The newspaper was a critically important medium for early American literature and culture. It was the site of publication for many of the poems, debates, songs, plays, advertisements, reviews, correspondence, and reports that we include in rightfully capacious definitions of early American literature and culture. The cultures of print and reading surrounding the periodical press are the starting point for theoretical constructs [End Page 830] of the public sphere and national cultures. In Reading Newspapers: Press and Public in Eighteenth-Century Britain and America, Uriel Heyd continues and extends this engagement with the eighteenth-century press. Here, though, “reading” is understood as more than the act of a single reader, and print and reading cultures are tracked through an archive of texts and practices that early American literary scholars will welcome. The book, in six chapters with an introduction and three appendixes, explores the “news culture” of eighteenth-century Britain and the British North American colonies and early United States (3). Heyd assembles a fascinating archive of paratexts, performances, and practices surrounding the newspaper, including the newspaper prospectus, the newspaper index, the newspaper collector, and even the figure of the obsessive reader on the theatrical stage.

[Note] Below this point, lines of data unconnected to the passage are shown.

use crate::cli::ServeArgs;
use crate::infra::{load_submissions, AppState, InMemoryIdentityProvider, InMemorySubmissionStore};
use crate::routes::with_placement_routes;
use axum::Extension;
use axum_prometheus::PrometheusMetricLayer;
use placify::config::AppConfig;
use placify::error::AppError;
use placify::placement::{PlacementError, PlacementService};
use placify::telemetry;
use std::sync::atomic::Ordering;
use std::sync::Arc;
use tracing::info;

pub(crate) async fn run(mut args: ServeArgs) -> Result<(), AppError> {
    let mut config = AppConfig::load()?;

    if let Some(host) = args.host.take() {
        config.server.host = host;
    }
    if let Some(port) = args.port.take() {
        config.server.port = port;
    }

    telemetry::init(&config.telemetry)?;

    let (prometheus_layer, prometheus_handle) = PrometheusMetricLayer::pair();
    let readiness_flag = Arc::new(std::sync::atomic::AtomicBool::new(false));
    let app_state = AppState {
        readiness: readiness_flag.clone(),
        metrics: Arc::new(prometheus_handle),
    };

    let store = match &config.store.seed_path {
        Some(path) => {
            let submissions = load_submissions(path)?;
            let count = submissions.len();
            let store =
                InMemorySubmissionStore::seeded(submissions).map_err(PlacementError::from)?;
            info!(path = %path.display(), count, "seeded submissions");
            store
        }
        None => InMemorySubmissionStore::default(),
    };
    let identity = InMemoryIdentityProvider::default();
    let placement_service = Arc::new(PlacementService::new(Arc::new(store), Arc::new(identity)));

    let app = with_placement_routes(placement_service)
        .layer(Extension(app_state))
        .layer(prometheus_layer);

    let addr = config.server.socket_addr()?;
    let listener = tokio::net::TcpListener::bind(addr).await?;
    readiness_flag.store(true, Ordering::Release);

    info!(?config.environment, %addr, "placement service ready");

    axum::serve(listener, app).await?;
    Ok(())
}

Through these, Heyd examines how writers and readers imagined, discussed, and managed the impact of periodical print. As noted, the book expands the definition of what “reading newspapers” meant in the period. With this expanded idea of reading at work in the book, Heyd argues that we also need to reconsider the temporal and spatial dimensions of newspaper reading. For Benedict Anderson, the “obsolescence of the newspaper on the morrow of its printing” gave rise to the “mass ceremony” of virtual community marked out in periodical time (Imagined Communities: Reflections on the Origin and Spread of Nationalism, rev. ed. [Verso, 2006], 36). Heyd, on the other hand, shows that newspapers anticipated themselves and projected their aims in prospectuses; they also lived long after the day of publication and assumed new meaning in indexes and collections. Focusing on the function of newspapers before and after the day of publication, Heyd demonstrates that the “spatial and temporal impression” of newspapers was often far more complex than the place and date on the masthead (1).

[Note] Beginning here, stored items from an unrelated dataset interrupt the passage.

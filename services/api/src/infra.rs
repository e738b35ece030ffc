use metrics_exporter_prometheus::PrometheusHandle;
use placify::error::AppError;
use placify::placement::domain::normalize_email;
use placify::placement::{
    violates_uniqueness, Identity, IdentityError, IdentityEvent, IdentityId, IdentityProvider,
    NewSubmission, Session, SessionToken, SignInRequest, StoreError, Submission, SubmissionFilter,
    SubmissionId, SubmissionOrder, SubmissionPatch, SubmissionStore,
};
use std::collections::{BTreeMap, HashMap};
use std::path::Path;
use std::sync::atomic::AtomicBool;
use std::sync::{Arc, Mutex};
use tokio::sync::broadcast;
use uuid::Uuid;

#[derive(Clone)]
pub(crate) struct AppState {
    pub(crate) readiness: Arc<AtomicBool>,
    pub(crate) metrics: Arc<PrometheusHandle>,
}

/// Submissions collection held in process memory, keyed by document id.
#[derive(Default, Clone)]
pub(crate) struct InMemorySubmissionStore {
    records: Arc<Mutex<HashMap<SubmissionId, Submission>>>,
}

impl InMemorySubmissionStore {
    /// Build a store from previously exported documents. Duplicate ids,
    /// owners or emails are rejected.
    pub(crate) fn seeded(submissions: Vec<Submission>) -> Result<Self, StoreError> {
        let store = Self::default();
        {
            let mut guard = store.records.lock().expect("store mutex poisoned");
            for submission in submissions {
                let email_key = submission.details.email_key();
                let duplicate = guard.contains_key(&submission.id)
                    || guard.values().any(|existing| {
                        violates_uniqueness(existing, &submission.owner, &email_key)
                    });
                if duplicate {
                    return Err(StoreError::Conflict);
                }
                guard.insert(submission.id.clone(), submission);
            }
        }
        Ok(store)
    }

    pub(crate) fn len(&self) -> usize {
        self.records.lock().expect("store mutex poisoned").len()
    }
}

impl SubmissionStore for InMemorySubmissionStore {
    fn query(
        &self,
        filter: &SubmissionFilter,
        order: SubmissionOrder,
    ) -> Result<Vec<Submission>, StoreError> {
        let guard = self.records.lock().expect("store mutex poisoned");
        let mut matches: Vec<Submission> = guard
            .values()
            .filter(|record| filter.matches(record))
            .cloned()
            .collect();
        order.apply(&mut matches);
        Ok(matches)
    }

    fn get_all(&self) -> Result<Vec<Submission>, StoreError> {
        self.query(&SubmissionFilter::All, SubmissionOrder::Unordered)
    }

    fn fetch(&self, id: &SubmissionId) -> Result<Option<Submission>, StoreError> {
        let guard = self.records.lock().expect("store mutex poisoned");
        Ok(guard.get(id).cloned())
    }

    fn insert(&self, submission: NewSubmission) -> Result<Submission, StoreError> {
        let mut guard = self.records.lock().expect("store mutex poisoned");
        let email_key = submission.details.email_key();
        if guard
            .values()
            .any(|existing| violates_uniqueness(existing, &submission.owner, &email_key))
        {
            return Err(StoreError::Conflict);
        }

        let record = Submission {
            id: SubmissionId(Uuid::new_v4().simple().to_string()),
            owner: submission.owner,
            details: submission.details,
            timestamp: submission.timestamp,
            eligibility: BTreeMap::new(),
        };
        guard.insert(record.id.clone(), record.clone());
        Ok(record)
    }

    fn update(&self, id: &SubmissionId, patch: SubmissionPatch) -> Result<(), StoreError> {
        let mut guard = self.records.lock().expect("store mutex poisoned");
        if let SubmissionPatch::Details { details, .. } = &patch {
            let email_key = details.email_key();
            if guard
                .values()
                .any(|existing| existing.id != *id && existing.details.email_key() == email_key)
            {
                return Err(StoreError::Conflict);
            }
        }

        match guard.get_mut(id) {
            Some(record) => {
                patch.apply(record);
                Ok(())
            }
            None => Err(StoreError::NotFound),
        }
    }

    fn delete(&self, id: &SubmissionId) -> Result<(), StoreError> {
        let mut guard = self.records.lock().expect("store mutex poisoned");
        guard.remove(id).map(|_| ()).ok_or(StoreError::NotFound)
    }
}

/// Read a JSON array of submission documents.
pub(crate) fn load_submissions(path: &Path) -> Result<Vec<Submission>, AppError> {
    let raw = std::fs::read_to_string(path)?;
    serde_json::from_str(&raw).map_err(|source| AppError::seed(path, source))
}

/// Local stand-in for a hosted sign-in provider. Every email maps to the
/// same uid on each sign-in; tokens are random per session.
#[derive(Clone)]
pub(crate) struct InMemoryIdentityProvider {
    sessions: Arc<Mutex<HashMap<SessionToken, Identity>>>,
    events: broadcast::Sender<IdentityEvent>,
}

impl Default for InMemoryIdentityProvider {
    fn default() -> Self {
        let (events, _) = broadcast::channel(64);
        Self {
            sessions: Arc::new(Mutex::new(HashMap::new())),
            events,
        }
    }
}

fn stable_uid(email: &str) -> IdentityId {
    let key = normalize_email(email);
    IdentityId(Uuid::new_v5(&Uuid::NAMESPACE_OID, key.as_bytes()).to_string())
}

impl IdentityProvider for InMemoryIdentityProvider {
    fn sign_in(&self, request: SignInRequest) -> Result<Session, IdentityError> {
        let email = request.email.trim();
        if !email.contains('@') {
            return Err(IdentityError::Rejected(format!(
                "'{email}' is not an email address"
            )));
        }

        let identity = Identity {
            uid: stable_uid(email),
            email: email.to_string(),
            display_name: request.display_name,
        };
        let token = SessionToken(Uuid::new_v4().simple().to_string());

        self.sessions
            .lock()
            .expect("identity mutex poisoned")
            .insert(token.clone(), identity.clone());
        // No receivers is fine; nobody may be listening yet.
        self.events.send(IdentityEvent::SignedIn(identity.clone())).ok();

        Ok(Session { token, identity })
    }

    fn current_user(&self, token: &SessionToken) -> Result<Option<Identity>, IdentityError> {
        let guard = self.sessions.lock().expect("identity mutex poisoned");
        Ok(guard.get(token).cloned())
    }

    fn sign_out(&self, token: &SessionToken) -> Result<(), IdentityError> {
        let removed = self
            .sessions
            .lock()
            .expect("identity mutex poisoned")
            .remove(token);
        if let Some(identity) = removed {
            self.events.send(IdentityEvent::SignedOut(identity.uid)).ok();
        }
        Ok(())
    }

    fn subscribe(&self) -> broadcast::Receiver<IdentityEvent> {
        self.events.subscribe()
    }
}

Chapters 1 and 2 focus on the newspaper prospectus or introductory column. “Between a manifesto and an advertisement,” these appeared in the first issue of a paper and were a space where editors could project their idealized audience (since a first issue de facto has no existing readership) and attempt to shape the habits and expectations of actual readers’ periodical consumption (31). London papers used this column to respond to increased market segmentation in a robust printscape, positioning their papers as more current, better suited to particular business interests, or [End Page 831] more politically partial or impartial than the next competitor. By comparison, American editors placed more emphasis on the independence of the press (before as well as after the Revolution) and paid much more attention to women readers as part of their intended audiences. Importantly for Heyd’s argument about the newspaper’s expanded spatial impression, these columns also reveal that papers were conscious of audiences and events very distant from the place of publication. Some found their niche in the market by publishing the latest from ships coming to port from afar; others addressed rural readerships accessible only by post. Heyd’s comparative study outlines many reasons why editors brought papers into existence, and, importantly, that papers had a community-constructing function before the first issue circulated.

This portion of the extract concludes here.